We can expand each of the \(\mathbb{Var}_{(-i,-j)}[\mathbb{E}_{(i,j)}[f]]\) on the right using EFI\((n-1)\) again. We get EFI\((n-3)\):
\[\mathbb{Var}[f] \geq \frac{1 \cdot 2 \cdot 3}{(n-1)(n-2)(n-3)} \sum_{(i,j,k) \in \binom{n}{3}} \mathbb{Var}_{(-i,-j,-k)}[\mathbb{E}_{(i,j,k)}[f]]\]If we keep on expanding this, the final inequality we obtain is EFI\((1) \equiv\) EFI :
\[\mathbb{Var}[f] \geq \frac{(n-1)!}{(n-1)!} \sum_{(i,j,k,..) \in \binom{n}{n-1}} \mathbb{Var}_{(-i,-j,-k,...)}[\mathbb{E}_{(i,j,k,..)}[f]]\]We can re-write EFI as:
\[\boxed{ \mathbb{Var}[f] \geq \sum_{i=1}^n \mathbb{Var}_{(i)}[\mathbb{E}_{(-i)}[f]] }\]Compare this with Efron-Stein:
\[\mathbb{Var}[f] \leq \sum_{i=1}^n \mathbb{E}_{(-i)}[\mathbb{Var}_{(i)}[f]]\]The EFI can be obtained by just moving \(\mathbb{Var}_{(i)}\) inside and \(\mathbb{E}_{(-i)}\) outside and changing \(\leq\) to \(\geq\). Here, the variances is over a single variable, which addresses the first concern raised by Prof. Chatterjee.

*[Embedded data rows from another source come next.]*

use serde::{Deserialize, Serialize};
use std::sync::Arc;

use kbrag_core::types::ScoredChunk;
use kbrag_core::Result;
use kbrag_vector::IndexStore;

pub const SNIPPET_CHARS: usize = 500;

/// Page number when known, otherwise the literal `"N/A"`.
#[derive(Debug, Clone, PartialEq, Eq, Serialize, Deserialize)]
#[serde(untagged)]
pub enum PageRef {
    Number(u32),
    Label(String),
}

impl From<Option<u32>> for PageRef {
    fn from(page: Option<u32>) -> Self {
        match page {
            Some(n) => PageRef::Number(n),
            None => PageRef::Label("N/A".to_string()),
        }
    }
}

#[derive(Debug, Clone, PartialEq, Serialize, Deserialize)]
pub struct MatchMeta {
    pub file: String,
    pub page: PageRef,
}

#[derive(Debug, Clone, PartialEq, Serialize, Deserialize)]
pub struct Match {
    pub meta: MatchMeta,
    pub score: f32,
    pub snippet: String,
}

impl From<&ScoredChunk> for Match {
    fn from(hit: &ScoredChunk) -> Self {
        Match {
            meta: MatchMeta { file: hit.chunk.file_name(), page: PageRef::from(hit.chunk.page) },
            score: hit.score,
            snippet: hit.chunk.text.chars().take(SNIPPET_CHARS).collect(),
        }
    }
}

/// Runs its own similarity search so matches are reported the same way in every mode.
#[derive(Clone)]
pub struct ResultShaper {
    store: Arc<IndexStore>,
}

impl ResultShaper {
    pub fn new(store: Arc<IndexStore>) -> Self {
        Self { store }
    }

    pub async fn matches(&self, query: &str, k: usize) -> Result<Vec<Match>> {
        let hits = self.store.search(query, k).await?;
        Ok(shape(&hits))
    }
}

pub fn shape(hits: &[ScoredChunk]) -> Vec<Match> {
    hits.iter().map(Match::from).collect()
}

Although EFI is a well known lower bound, this proof is new and easier to understand. During this process, we have also uncovered an entire family of lower bounds, all of which are tight.
My thanks to Prof. Arjun Krishnan of UofRochester and Prof. Chatterjee for pointing me in the right direction.